Endlose Schleife der Profitkriege: Wie eine transnationale Elite die Welt mit Blutgeld untereinander teilt

Der EU-Abgeordnete Martin Sonneborn (Die PARTEI) hat kürzlich eine Analyse veröffentlicht, die Äußerungen von Julian Assange aus dem Jahr 2011 erneut zum Gespräch gebracht hat. Laut Sonneborn fließen Gelder aus Kriegen in ein System, das durch eine transnationale Sicherheitselite kontrolliert wird – diese Elite nutzt dabei Steuergelder der Bevölkerung als Zahlungsmittel für ihre Machtentfaltung.

„Es gibt keine Gesellschaft mehr“, betont Sonneborn. „Was existiert, ist eine Gruppe, die die Welt mit Blutgeld untereinander teilt.“ Dieses Muster beschreibt er als einen Zyklus von Kriegsprofitmodellen, der seit Jahren in drei wiederkehrenden Schritten abläuft: Die fehlende Legitimation der Werte, die für den Krieg vorgebracht werden; die systematische Umverteilung von Ressourcen und die Verarmung der Bevölkerung.

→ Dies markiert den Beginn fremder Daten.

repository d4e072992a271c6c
use axum::{http::StatusCode, Json};
use chrono::{DateTime, Utc};
use serde::{Deserialize, Serialize};

#[derive(Debug, Serialize, Deserialize)]
pub struct HealthResponse {
    pub success: bool,
    pub message: String,
    pub timestamp: DateTime<Utc>,
    pub version: String,
}

pub async fn health() -> (StatusCode, Json<HealthResponse>) {
    (
        StatusCode::OK,
        Json(HealthResponse {
            success: true,
            message: "Voice API is running".to_string(),
            timestamp: Utc::now(),
            version: env!("CARGO_PKG_VERSION").to_string(),
        }),
    )
}
use std::sync::Arc;
use tracing_subscriber::{layer::SubscriberExt, util::SubscriberInitExt};
use voice_gateway::infrastructure::config::{Config, LogFormat};
use voice_gateway::infrastructure::http::{create_app, start_http_server};

#[tokio::main]
async fn main() -> Result<(), Box<dyn std::error::Error>> {
    // Load configuration
    let config = Config::from_env()?;

    // Initialize logging
    init_logging(&config);

    tracing::info!(
        "Starting Voice Gateway on {}:{}",
        config.host,
        config.port
    );
    tracing::info!(
        api_url = %config.cartesia_api_url,
        api_version = %config.cartesia_api_version,
        timeout_ms = config.cartesia_timeout_ms,
        max_attempts = config.cartesia_max_attempts,
        retry_base_delay_ms = config.cartesia_retry_base_delay_ms,
        environment = ?config.environment,
        "Cartesia upstream configured"
    );

    let config = Arc::new(config);

    let app = create_app(config.clone())?;

    start_http_server(config, app).await?;

    Ok(())
}

fn init_logging(config: &Config) {
    if config.log_format == LogFormat::Json {
        tracing_subscriber::registry()
            .with(
                tracing_subscriber::EnvFilter::try_from_default_env()
                    .unwrap_or_else(|_| "voice_gateway=debug,tower_http=debug".into()),
            )
            .with(tracing_subscriber::fmt::layer().json())
            .init();
    } else {
        tracing_subscriber::registry()
            .with(
                tracing_subscriber::EnvFilter::try_from_default_env()
                    .unwrap_or_else(|_| "voice_gateway=debug,tower_http=debug".into()),
            )
            .with(tracing_subscriber::fmt::layer().pretty())
            .init();
    }
}
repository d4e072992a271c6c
use serde_json::Value;

use super::dto::{
    AccessTokenRequest, PresetTokenBody, TokenPermissions, TokenPreset, DEFAULT_EXPIRES_IN_SECS,
    MAX_EXPIRES_IN_SECS,
};
use super::error::AccessTokenServiceError;

pub const TOKEN_MIN_LENGTH: usize = 10;
pub const TOKEN_MAX_LENGTH: usize = 500;

fn invalid(msg: &str) -> AccessTokenServiceError {
    AccessTokenServiceError::Invalid(msg.to_string())
}

/// Accepts a JSON integer or a string holding one
fn parse_expires_in(value: &Value) -> Result<i64, AccessTokenServiceError> {
    match value {
        Value::Number(n) => n.as_i64(),
        Value::String(s) => s.trim().parse::<i64>().ok(),
        _ => None,
    }
    .ok_or_else(|| invalid("expires_in must be a valid integer"))
}

fn parse_flag(permissions: &Value, name: &str) -> Result<Option<bool>, AccessTokenServiceError> {
    match permissions.get(name) {
        None | Some(Value::Null) => Ok(None),
        Some(Value::Bool(flag)) => Ok(Some(*flag)),
        Some(_) => Err(AccessTokenServiceError::Invalid(format!(
            "permissions.{} must be a boolean",
            name
        ))),
    }
}

impl AccessTokenRequest {
    /// Parse the body of POST /cartesia/auth/access-token
    pub fn from_json(body: &Value) -> Result<Self, AccessTokenServiceError> {
        let permissions = body
            .get("permissions")
            .filter(|p| !p.is_null())
            .ok_or_else(|| invalid("permissions field is required in request body"))?;
        let expires_in = body
            .get("expires_in")
            .filter(|e| !e.is_null())
            .ok_or_else(|| invalid("expires_in field is required in request body"))?;

        let expires_in = parse_expires_in(expires_in)?;

        if !permissions.is_object() {
            return Err(invalid("permissions object is required"));
        }
        let tts = parse_flag(permissions, "tts")?;
        let stt = parse_flag(permissions, "stt")?;

        if tts.is_none() && stt.is_none() {
            return Err(invalid(
                "At least one permission (tts or stt) must be specified",
            ));
        }

        let request = AccessTokenRequest {
            permissions: TokenPermissions {
                tts: tts.unwrap_or(false),
                stt: stt.unwrap_or(false),
            },
            expires_in,
        };
        request.validate()?;
        Ok(request)
    }

    /// Build a preset request. A missing `expires_in` means one hour.
    pub fn preset(preset: TokenPreset, body: &PresetTokenBody) -> Result<Self, AccessTokenServiceError> {
        let expires_in = body.expires_in.unwrap_or(DEFAULT_EXPIRES_IN_SECS);
        if expires_in <= 0 || expires_in > MAX_EXPIRES_IN_SECS {
            return Err(invalid(
                "expires_in must be a positive integer not exceeding 3600 seconds",
            ));
        }

        Ok(AccessTokenRequest {
            permissions: preset.permissions(),
            expires_in,
        })
    }

    pub fn validate(&self) -> Result<(), AccessTokenServiceError> {
        if self.expires_in <= 0 {
            return Err(invalid("expires_in must be a positive integer"));
        }
        if self.expires_in > MAX_EXPIRES_IN_SECS {
            return Err(invalid("expires_in cannot exceed 3600 seconds (1 hour)"));
        }
        if !self.permissions.tts && !self.permissions.stt {
            return Err(invalid("At least one permission must be set to true"));
        }
        Ok(())
    }
}

/// Basic shape check; the provider remains the authority on validity
pub fn is_valid_token_format(token: &str) -> bool {
    (TOKEN_MIN_LENGTH..=TOKEN_MAX_LENGTH).contains(&token.len())
}
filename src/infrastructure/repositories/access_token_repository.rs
use async_trait::async_trait;

use super::cartesia_client::{send_checked, CartesiaClient};
use super::upstream_error::UpstreamError;
use crate::domain::access_token::{AccessTokenRequest, UpstreamAccessToken};

const ACCESS_TOKEN_PATH: &str = "/access-token";

/// Issues short-lived access tokens through the provider. Single attempt.
#[async_trait]
pub trait AccessTokenRepository: Send + Sync {
    async fn issue(
        &self,
        request: &AccessTokenRequest,
        bearer_token: &str,
    ) -> Result<UpstreamAccessToken, UpstreamError>;
}

pub struct CartesiaAccessTokenRepository {
    client: CartesiaClient,
}

impl CartesiaAccessTokenRepository {
    pub fn new(client: CartesiaClient) -> Self {
        Self { client }
    }
}

#[async_trait]
impl AccessTokenRepository for CartesiaAccessTokenRepository {
    async fn issue(
        &self,
        request: &AccessTokenRequest,
        bearer_token: &str,
    ) -> Result<UpstreamAccessToken, UpstreamError> {
        let response =
            send_checked(self.client.post(ACCESS_TOKEN_PATH, bearer_token).json(request)).await?;

        response
            .json::<UpstreamAccessToken>()
            .await
            .map_err(UpstreamError::transport)
    }
}
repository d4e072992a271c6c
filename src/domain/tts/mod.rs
pub mod dto;
pub mod error;
pub mod language;
pub mod service;
pub mod validation;

pub use dto::{
    Container, OutputFormat, RawOutputFormat, RawSynthesisRequest, RawVoice, Speed,
    SynthesisRequest, SynthesisResult, VoiceSelector,
};
pub use error::TtsServiceError;
pub use language::LanguageCode;
pub use service::{TtsService, TtsServiceApi};
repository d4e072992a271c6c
pub mod controllers;
pub mod domain;
pub mod error;
pub mod infrastructure;
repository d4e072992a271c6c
use serde::{Deserialize, Serialize};
use serde_json::Value;

#[derive(Debug, Clone, Copy, PartialEq, Eq, Serialize, Deserialize)]
#[serde(rename_all = "snake_case")]
pub enum Gender {
    Masculine,
    Feminine,
    GenderNeutral,
}

impl Gender {
    pub const ALL: [Gender; 3] = [Gender::Masculine, Gender::Feminine, Gender::GenderNeutral];

    pub fn as_str(&self) -> &'static str {
        match self {
            Gender::Masculine => "masculine",
            Gender::Feminine => "feminine",
            Gender::GenderNeutral => "gender_neutral",
        }
    }

    pub fn from_name(name: &str) -> Option<Self> {
        Self::ALL.into_iter().find(|gender| gender.as_str() == name)
    }
}

/// Fields the provider can expand in listing responses
#[derive(Debug, Clone, Copy, PartialEq, Eq, Serialize, Deserialize)]
#[serde(rename_all = "snake_case")]
pub enum ExpandField {
    IsStarred,
}

impl ExpandField {
    pub const ALL: [ExpandField; 1] = [ExpandField::IsStarred];

    pub fn as_str(&self) -> &'static str {
        match self {
            ExpandField::IsStarred => "is_starred",
        }
    }

    pub fn from_name(name: &str) -> Option<Self> {
        Self::ALL.into_iter().find(|field| field.as_str() == name)
    }
}

/// Validated query for GET /cartesia/voices
#[derive(Debug, Clone, Default, PartialEq, Eq)]
pub struct VoiceListQuery {
    pub limit: Option<i64>,
    pub starting_after: Option<String>,
    pub ending_before: Option<String>,
    pub is_owner: Option<bool>,
    pub is_starred: Option<bool>,
    pub gender: Option<Gender>,
    pub expand: Vec<ExpandField>,
}

/// Voice metadata exactly as the provider returned it
#[derive(Debug, Clone, PartialEq, Serialize, Deserialize)]
#[serde(transparent)]
pub struct Voice(pub Value);

impl Voice {
    pub fn id(&self) -> Option<&str> {
        self.0.get("id").and_then(Value::as_str)
    }
}

/// Response for GET /cartesia/voices, relayed untouched
#[derive(Debug, Clone, PartialEq, Serialize, Deserialize)]
#[serde(transparent)]
pub struct VoiceListResponse(pub Value);

impl VoiceListResponse {
    pub fn voices(&self) -> &[Value] {
        self.0
            .get("data")
            .and_then(Value::as_array)
            .map(Vec::as_slice)
            .unwrap_or_default()
    }

    pub fn has_more(&self) -> bool {
        self.0
            .get("has_more")
            .and_then(Value::as_bool)
            .unwrap_or(false)
    }

    pub fn next_page(&self) -> Option<&str> {
        self.0.get("next_page").and_then(Value::as_str)
    }
}
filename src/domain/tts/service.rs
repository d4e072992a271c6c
use super::dto::{SynthesisRequest, SynthesisResult};
use super::error::TtsServiceError;
use crate::infrastructure::repositories::TtsRepository;
use async_trait::async_trait;
use std::sync::Arc;

pub struct TtsService {
    tts_repo: Arc<dyn TtsRepository>,
}

impl TtsService {
    pub fn new(tts_repo: Arc<dyn TtsRepository>) -> Self {
        Self { tts_repo }
    }
}

#[async_trait]
pub trait TtsServiceApi: Send + Sync {
    /// Synthesize a normalized request with the caller's credential
    ///
    /// This operation:
    /// - Re-checks the request invariants (nothing invalid reaches the provider)
    /// - Calls the provider through the retrying repository
    /// - Labels the audio with the MIME type of the requested container
    async fn synthesize(
        &self,
        request: SynthesisRequest,
        bearer_token: &str,
    ) -> Result<SynthesisResult, TtsServiceError>;
}

#[async_trait]
impl TtsServiceApi for TtsService {
    async fn synthesize(
        &self,
        request: SynthesisRequest,
        bearer_token: &str,
    ) -> Result<SynthesisResult, TtsServiceError> {
        request.validate()?;

        tracing::info!(
            model_id = %request.model_id,
            voice_id = %request.voice.id,
            language = %request.language,
            speed = request.speed.as_str(),
            container = request.output_format.container.as_str(),
            transcript_length = request.transcript.len(),
            "TTS synthesis request"
        );

        let audio = self.tts_repo.synthesize(&request, bearer_token).await?;

        Ok(SynthesisResult {
            audio_data: audio.audio_data,
            content_type: request.output_format.container.content_type(),
            cartesia_file_id: audio.file_id,
        })
    }
}
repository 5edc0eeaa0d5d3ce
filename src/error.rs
//! Error types for folio library.

use std::io;
use std::path::{Path, PathBuf};
use thiserror::Error;

/// Result type alias for folio operations.
pub type Result<T> = std::result::Result<T, Error>;

/// Error types that can occur while loading, rendering or writing documents.
#[derive(Error, Debug)]
pub enum Error {
    /// I/O error when reading input files or directories.
    #[error("I/O error: {0}")]
    Io(#[from] io::Error),

    /// A document is not valid JSON or does not have the document shape.
    #[error("Malformed document {}: {reason}", file.display())]
    MalformedDocument {
        /// The offending source file
        file: PathBuf,
        /// What was wrong with it
        reason: String,
    },

    /// Reading a document file failed.
    #[error("Failed to read {}: {source}", path.display())]
    InputRead {
        /// Source path
        path: PathBuf,
        /// Underlying cause
        #[source]
        source: io::Error,
    },

    /// A block or inline type has no rendering rule and unknown types are rejected.
    #[error("Document '{document}' contains unknown type '{kind}'")]
    UnknownType {
        /// Id of the document being rendered
        document: String,
        /// The unrecognized `type` tag
        kind: String,
    },

    /// Writing a rendered page failed.
    #[error("Failed to write {}: {source}", path.display())]
    OutputWrite {
        /// Destination path
        path: PathBuf,
        /// Underlying cause
        #[source]
        source: io::Error,
    },

    /// Error during rendering (HTML, JSON).
    #[error("Rendering error: {0}")]
    Render(String),

    /// Generic error with message.
    #[error("{0}")]
    Other(String),
}

impl Error {
    /// Build a `MalformedDocument` error for `file`.
    pub fn malformed(file: impl AsRef<Path>, reason: impl ToString) -> Self {
        Error::MalformedDocument {
            file: file.as_ref().to_path_buf(),
            reason: reason.to_string(),
        }
    }

    /// Build the error for a document file that could not be read.
    ///
    /// Undecodable contents are not valid JSON, so they make the document
    /// malformed rather than unreadable.
    pub fn input_read(path: impl AsRef<Path>, source: io::Error) -> Self {
        if source.kind() == io::ErrorKind::InvalidData {
            return Error::malformed(path, source);
        }
        Error::InputRead {
            path: path.as_ref().to_path_buf(),
            source,
        }
    }

    /// Build an `OutputWrite` error for `path`.
    pub fn output_write(path: impl AsRef<Path>, source: io::Error) -> Self {
        Error::OutputWrite {
            path: path.as_ref().to_path_buf(),
            source,
        }
    }
}

#[cfg(test)]
mod tests {
    use super::*;

    #[test]
    fn test_error_display() {
        let err = Error::malformed("work/alpha.json", "missing field `blocks`");
        assert_eq!(
            err.to_string(),
            "Malformed document work/alpha.json: missing field `blocks`"
        );

        let err = Error::UnknownType {
            document: "alpha".to_string(),
            kind: "gallery".to_string(),
        };
        assert_eq!(
            err.to_string(),
            "Document 'alpha' contains unknown type 'gallery'"
        );
    }

    #[test]
    fn test_io_error_conversion() {
        let io_err = io::Error::new(io::ErrorKind::NotFound, "file not found");
        let err: Error = io_err.into();
        assert!(matches!(err, Error::Io(_)));
    }

    #[test]
    fn test_output_write_keeps_source() {
        use std::error::Error as _;

        let err = Error::output_write(
            "out/alpha/index.html",
            io::Error::new(io::ErrorKind::PermissionDenied, "denied"),
        );
        assert!(err.to_string().contains("out/alpha/index.html"));
        assert!(err.source().is_some());
    }

    #[test]
    fn test_input_read_names_file() {
        let err = Error::input_read(
            "work/alpha.json",
            io::Error::new(io::ErrorKind::PermissionDenied, "denied"),
        );
        assert!(matches!(err, Error::InputRead { .. }));
        assert_eq!(err.to_string(), "Failed to read work/alpha.json: denied");
    }

    #[test]
    fn test_input_read_invalid_data_is_malformed() {
        let err = Error::input_read(
            "work/alpha.json",
            io::Error::new(io::ErrorKind::InvalidData, "stream did not contain valid UTF-8"),
        );
        match err {
            Error::MalformedDocument { file, reason } => {
                assert_eq!(file, PathBuf::from("work/alpha.json"));
                assert!(reason.contains("valid UTF-8"));
            }
            other => panic!("Expected MalformedDocument, got {:?}", other),
        }
    }
}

Sonneborn warnt vor einer endlosen Schleife, bei der jede neue Welle des Krieges die nächste Generation in eine ähnliche Situation wirft. Er betont: „Wenn wir nicht eigene Netzwerke bilden, um gegen den profitablen Zynismus der Kriegstreiber zu agieren, werden diese Muster weiter zunehmen.“ Die Verfolgung von Julian Assange nach 14 Jahren zeigt laut Sonneborn, dass die Strukturen des militärischen Gewaltaktes nicht enden – sondern sich stetig ausbauen. Doch nur durch aktivem Widerstand kann eine Zukunft ohne Krieg und Profit geschaffen werden.